A trauma treatment specialist aims to introduce a different therapeutic model.

A trauma treatment specialist, Scott Giacomucci, M.S.S. ’15, sees clients—people struggling with trauma and addiction—at the Mirmont Treatment Center in Media, Pennsylvania. In his work with them, he draws on the psychodynamic theories he learned at Bryn Mawr’s Graduate School of Social Work and Social Research. At the same time, he’s pursuing a practice doctorate in clinical social work at the University of Pennsylvania. As a scholar-practitioner, he hopes to integrate theory and practice—and, along the way, to embed a different therapeutic model into the field.

How do you see the field changing?

I come from the addictions field, where a lot of the treatment models just aren’t working well enough. And a lot of the research coming out about addiction—I’m thinking about the Adverse Childhood Experiences study—is highlighting a pretty strong connection between trauma, especially childhood trauma, and addiction in adulthood. I’m seeing a shift in the field, getting more interested in trauma work and making systems more trauma-informed.

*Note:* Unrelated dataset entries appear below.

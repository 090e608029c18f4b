//! Walk into a nested document, edit it and diff the result.
//!
//! cargo run --package datastore --example nested_access

use datastore::{Document, PrintOptions, apply_diff, compute_diff, json};

fn main() -> Result<(), datastore::Error> {
    let original = json::from_json(r#"{"users": [{"name": "Amy"}, {"name": "Bob", "admin": true}]}"#)?;
    let mut doc = original.clone();

    // node = root["users"][1]
    let users = doc.get(doc.root(), "users")?;
    let bob = doc.get(users, 1)?;
    println!("{}", doc.get_value(bob, "name")?.as_str().unwrap_or_default());

    doc.erase(bob, "admin")?;
    doc.set_string(bob, "name", "Robert")?;
    doc.set_u32(doc.root(), "version", 2)?;

    let diff = compute_diff(&original, &doc)?;
    println!("diff: {}", diff.to_text(diff.root(), PrintOptions::default().sorted())?);

    let mut replica = original.clone();
    apply_diff(&diff, &mut replica)?;
    println!("{}", replica.to_text(replica.root(), PrintOptions::multiline().sorted())?);
    println!("md5 {}", replica.compute_md5()?);
    Ok(())
}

What got you interested in teaching?

I’m a board-certified practitioner in sociometry, psychodrama, and group psychotherapy, and I have a passion for spreading this model. Psychodrama in the U.S. has been largely outside of academic institutions, whereas internationally you can find entire graduate programs. So part of my hope is to help embed sociometry and psychodrama into academic institutions here.

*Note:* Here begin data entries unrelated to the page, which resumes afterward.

//! Copying values between documents and moving nodes inside one.

use crate::document::Document;
use crate::error::{Error, Result};
use crate::journal::Journal;
use crate::node::{Node, NodeType};
use crate::table::table_capacity_for;
use crate::value::{Slot, Value};

/// What [`Document::deep_copy`] does when the destination already has an
/// entry at a slot the source also fills.
#[derive(Debug, Clone, Copy, PartialEq, Eq, Default)]
pub enum Conflicts {
    /// Abort with [`Error::KeyExists`]; the destination is left untouched.
    #[default]
    Fail,
    /// Replace the existing entry. A container replacing a container of the
    /// same kind is merged into it instead.
    Overwrite,
    /// Leave the existing entry as it is.
    Keep,
}

impl Document {
    /// Copy every entry of container `from_node` in `from` into container
    /// `to_node` of this document. Both must be the same kind of container.
    ///
    /// On error nothing is copied.
    pub fn deep_copy(
        &mut self,
        from: &Document,
        from_node: Node,
        to_node: Node,
        conflicts: Conflicts,
    ) -> Result<()> {
        from.check_subtree(from_node)?;
        self.check_copy(from, from_node, to_node, conflicts)?;
        self.journaled(|doc, journal| doc.copy_contents(journal, from, from_node, to_node, conflicts))
    }

    /// Copy the single value `value` of `from` into `slot` of `to_container`,
    /// replacing whatever was there. Containers are copied recursively.
    pub fn copy_value<'k>(
        &mut self,
        from: &Document,
        value: Node,
        to_container: Node,
        slot: impl Into<Slot<'k>>,
    ) -> Result<()> {
        from.check_subtree(value)?;
        let slot = slot.into();
        self.check_slot(to_container, slot)?;
        self.journaled(|doc, journal| {
            doc.copy_entry(journal, from, value, to_container, slot, Conflicts::Fail)
        })
    }

    /// Refuse a copy whose container kinds differ or that would hit an
    /// occupied slot under [`Conflicts::Fail`]. Nested containers are copied
    /// into fresh slots, so only the top level can conflict.
    fn check_copy(&self, from: &Document, from_node: Node, to_node: Node, conflicts: Conflicts) -> Result<()> {
        let (from_ty, _) = from.container(from_node)?;
        let (to_ty, _) = self.container(to_node)?;
        if from_ty != to_ty {
            return Err(Error::UnexpectedType {
                expected: from_ty.name(),
                found: to_ty.name(),
            });
        }
        if conflicts != Conflicts::Fail {
            return Ok(());
        }
        if from_ty == NodeType::Array {
            if from.array_count(from_node)? > 0 && self.array_count(to_node)? > 0 {
                return Err(Error::KeyExists);
            }
            return Ok(());
        }
        for (key, _) in from.table_iter(from_node)? {
            if self.table_contains_key(to_node, key)? {
                return Err(Error::KeyExists);
            }
        }
        Ok(())
    }

    pub(crate) fn copy_contents(
        &mut self,
        journal: &mut Journal,
        from: &Document,
        from_node: Node,
        to_node: Node,
        conflicts: Conflicts,
    ) -> Result<()> {
        let (from_ty, _) = from.container(from_node)?;
        let (to_ty, _) = self.container(to_node)?;
        if from_ty != to_ty {
            return Err(Error::UnexpectedType {
                expected: from_ty.name(),
                found: to_ty.name(),
            });
        }

        if from_ty == NodeType::Array {
            for (index, child) in from.array_iter(from_node)?.enumerate() {
                let slot = Slot::Index(index as u32);
                if self.resolve_conflict(to_node, slot, conflicts)? {
                    self.copy_entry(journal, from, child, to_node, slot, conflicts)?;
                }
            }
        } else {
            for (key, child) in from.table_iter(from_node)? {
                let slot = Slot::Key(key);
                if self.resolve_conflict(to_node, slot, conflicts)? {
                    self.copy_entry(journal, from, child, to_node, slot, conflicts)?;
                }
            }
        }
        Ok(())
    }

    /// Whether a copy into an occupied slot should proceed.
    fn resolve_conflict(&self, container: Node, slot: Slot<'_>, conflicts: Conflicts) -> Result<bool> {
        if !self.contains(container, slot)? {
            return Ok(true);
        }
        match conflicts {
            Conflicts::Fail => Err(Error::KeyExists),
            Conflicts::Overwrite => Ok(true),
            Conflicts::Keep => Ok(false),
        }
    }

    pub(crate) fn copy_entry(
        &mut self,
        journal: &mut Journal,
        from: &Document,
        node: Node,
        container: Node,
        slot: Slot<'_>,
        conflicts: Conflicts,
    ) -> Result<()> {
        match from.value(node)? {
            Value::Array(src) => {
                let dest = match self.mergeable(container, slot, NodeType::Array, conflicts) {
                    Some(dest) => dest,
                    None => {
                        let capacity = from.array_count(src)?;
                        self.journal_container(journal, container, slot, NodeType::Array, capacity)?
                    }
                };
                self.copy_contents(journal, from, src, dest, conflicts)
            }
            Value::Table(src) => {
                let dest = match self.mergeable(container, slot, NodeType::Table, conflicts) {
                    Some(dest) => dest,
                    None => {
                        let capacity = table_capacity_for(from.table_count(src)?);
                        self.journal_container(journal, container, slot, NodeType::Table, capacity)?
                    }
                };
                self.copy_contents(journal, from, src, dest, conflicts)
            }
            scalar => {
                let node = self.journal_new(journal, |doc| doc.encode_scalar(&scalar))?;
                self.journal_store(journal, container, slot, node)
            }
        }
    }

    /// Existing container of kind `ty` at `slot` that an overwriting copy
    /// merges into.
    fn mergeable(&self, container: Node, slot: Slot<'_>, ty: NodeType, conflicts: Conflicts) -> Option<Node> {
        if conflicts != Conflicts::Overwrite {
            return None;
        }
        self.get(container, slot)
            .ok()
            .filter(|node| node.node_type() == Some(ty))
    }

    /// Node for a non-container value read from any document.
    fn encode_scalar(&mut self, value: &Value<'_>) -> Result<Node> {
        match *value {
            Value::Null => Ok(Node::NULL),
            Value::SpecialErase => Ok(Node::SPECIAL_ERASE),
            Value::Bool(b) => Ok(Node::boolean(b)),
            Value::Int32(n) => self.encode_i32(n),
            Value::UInt32(n) => self.encode_u32(n),
            Value::Int64(n) => self.encode_i64(n),
            Value::UInt64(n) => self.encode_u64(n),
            Value::Float32(f) => self.encode_f32(f),
            Value::String(s) => self.encode_string(s),
            Value::FilePath(ref path) => self.encode_file_path(path),
            Value::Array(_) | Value::Table(_) => Err(Error::UnexpectedType {
                expected: "scalar",
                found: value.type_name(),
            }),
        }
    }

    /// Move the entry `from_key` of `from_table` to `to_key` of `to_table`.
    /// Node handles of the moved value stay valid. Moving an entry onto
    /// itself does nothing.
    pub fn move_node_between_tables(
        &mut self,
        from_table: Node,
        from_key: &str,
        to_table: Node,
        to_key: &str,
    ) -> Result<()> {
        let node = self.table_get(from_table, from_key)?;
        self.table_block(to_table)?;
        if from_table == to_table && from_key == to_key {
            return Ok(());
        }
        let old = self.table_put(to_table, to_key, node)?;
        self.release_node(old);
        self.table_take(from_table, from_key)?;
        Ok(())
    }

    /// Replace the root with a new table holding the old root at `key`.
    /// Existing nodes stay valid.
    pub fn move_root_into_new_root_table(&mut self, key: &str, capacity: u32) -> Result<Node> {
        let old = self.root();
        if self.heap.is_empty() {
            let root = self.make_table(capacity)?;
            self.set_null(root, key)?;
            return Ok(root);
        }
        let table = self.encode_container(NodeType::Table, capacity)?;
        if let Err(e) = self.table_put(table, key, old) {
            self.release_node(table);
            return Err(e);
        }
        self.set_root(table);
        Ok(table)
    }

    /// Make the array or table at `slot` of `container` the new root. The
    /// rest of the old tree becomes garbage.
    pub fn replace_root_with_element<'k>(
        &mut self,
        container: Node,
        slot: impl Into<Slot<'k>>,
    ) -> Result<Node> {
        let node = self.get(container, slot)?;
        self.container(node)?;
        let old = self.root();
        if old != node {
            self.set_root(node);
            self.release_node(old);
        }
        Ok(node)
    }
}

Exactly what is sociometry?

Sociometry looks at the quality and nature of relationships within a group—at the sociodynamics, the system of attractions and repulsions, of mutual choices within a group. Now that can also be looked at on a broader scale, looking at the social forces in society and how social wealth is spread unequally.

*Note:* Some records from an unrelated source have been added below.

//! Canonical content hashing.
//!
//! The digest depends only on logical content: numbers hash by value (an
//! integral float hashes like the integer it equals), every NaN hashes the
//! same, table entries hash in key order, and garbage or capacity never
//! contribute. Documents that compare equal with `nan_equal` hash equal.

use md5::{Digest, Md5};

use crate::document::Document;
use crate::error::Result;
use crate::node::{CANONICAL_NAN_BITS, Node, NodeType};
use crate::value::Value;

// class tags fed to the hash ahead of each value
const TAG_NULL: u8 = NodeType::Null as u8;
const TAG_FLOAT: u8 = NodeType::Float31 as u8;
const TAG_BOOL: u8 = NodeType::Boolean as u8;
const TAG_INTEGER: u8 = NodeType::Int32Small as u8;
const TAG_FILE_PATH: u8 = NodeType::FilePath as u8;
const TAG_TABLE: u8 = NodeType::Table as u8;
const TAG_ARRAY: u8 = NodeType::Array as u8;
const TAG_STRING: u8 = NodeType::String as u8;
const TAG_SPECIAL_ERASE: u8 = NodeType::SpecialErase as u8;

/// 2^64, the largest magnitude an integral float is hashed as an integer.
const INTEGRAL_LIMIT: f32 = 18_446_744_073_709_551_616.0;

fn hash_bytes(md5: &mut Md5, bytes: &[u8]) {
    md5.update(&(bytes.len() as u32).to_le_bytes());
    md5.update(bytes);
}

fn hash_integer(md5: &mut Md5, n: i128) {
    md5.update(&[TAG_INTEGER]);
    md5.update(&n.to_le_bytes());
}

fn hash_float(md5: &mut Md5, f: f32) {
    if f.is_finite() && f.fract() == 0.0 && f.abs() <= INTEGRAL_LIMIT {
        // also folds -0 into +0
        hash_integer(md5, f as i128);
        return;
    }
    let bits = if f.is_nan() {
        CANONICAL_NAN_BITS
    } else {
        f.to_bits()
    };
    md5.update(&[TAG_FLOAT]);
    md5.update(&bits.to_le_bytes());
}

impl Document {
    /// MD5 of the canonical form of the document, as 32 lowercase hex
    /// characters.
    pub fn compute_md5(&self) -> Result<String> {
        let root = self.root();
        self.check_subtree(root)?;
        let mut md5 = Md5::new();
        self.hash_node(&mut md5, root)?;
        Ok(hex::encode(md5.finalize()))
    }

    fn hash_node(&self, md5: &mut Md5, node: Node) -> Result<()> {
        let value = self.value(node)?;
        if let Some(n) = value.as_integer() {
            hash_integer(md5, n);
            return Ok(());
        }
        match value {
            Value::Null => md5.update(&[TAG_NULL]),
            Value::SpecialErase => md5.update(&[TAG_SPECIAL_ERASE]),
            Value::Bool(b) => md5.update(&[TAG_BOOL, u8::from(b)]),
            Value::Float32(f) => hash_float(md5, f),
            Value::String(s) => {
                md5.update(&[TAG_STRING]);
                hash_bytes(md5, s.as_bytes());
            }
            Value::FilePath(path) => {
                md5.update(&[TAG_FILE_PATH]);
                hash_bytes(md5, path.to_url().to_ascii_lowercase().as_bytes());
            }
            Value::Array(array) => {
                md5.update(&[TAG_ARRAY]);
                md5.update(&self.array_count(array)?.to_le_bytes());
                for child in self.array_iter(array)? {
                    self.hash_node(md5, child)?;
                }
            }
            Value::Table(table) => {
                md5.update(&[TAG_TABLE]);
                md5.update(&self.table_count(table)?.to_le_bytes());
                let mut entries: Vec<(&str, Node)> = self.table_iter(table)?.collect();
                entries.sort_unstable_by(|x, y| x.0.as_bytes().cmp(y.0.as_bytes()));
                for (key, child) in entries {
                    hash_bytes(md5, key.as_bytes());
                    self.hash_node(md5, child)?;
                }
            }
            // integers were handled above
            Value::Int32(_) | Value::UInt32(_) | Value::Int64(_) | Value::UInt64(_) => {}
        }
        Ok(())
    }
}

But, on a smaller level, sociometry examines the group dynamics within an individual group, within a class, or within a treatment group, within a community group, within the faculty of a social work school. And there are a variety of experiential sociometric tools that we can use to explore these group dynamics and help build group cohesion.

And psychodrama?

Psychodrama, on the other hand, is an experiential form of psychotherapy (also used outside of therapy) that integrates drama and role-playing with psychology. So, rather than talking about a solution to an issue, we put it into action. Rather than talking about grief, we talk directly to the person being grieved.

Psychodrama is based on role theory, on spontaneity-creativity theory, and it allows us to explore different roles—both social and intrapsychic—that one holds in life and to look at the interplay between them. It provides a client with opportunities to role reverse, to switch roles with others and see things from their perspective.

A lot of people think it’s just a collection of interventions, but it’s really a comprehensive philosophical system, with its own theory of personality, its own theory of change, its own theory of society.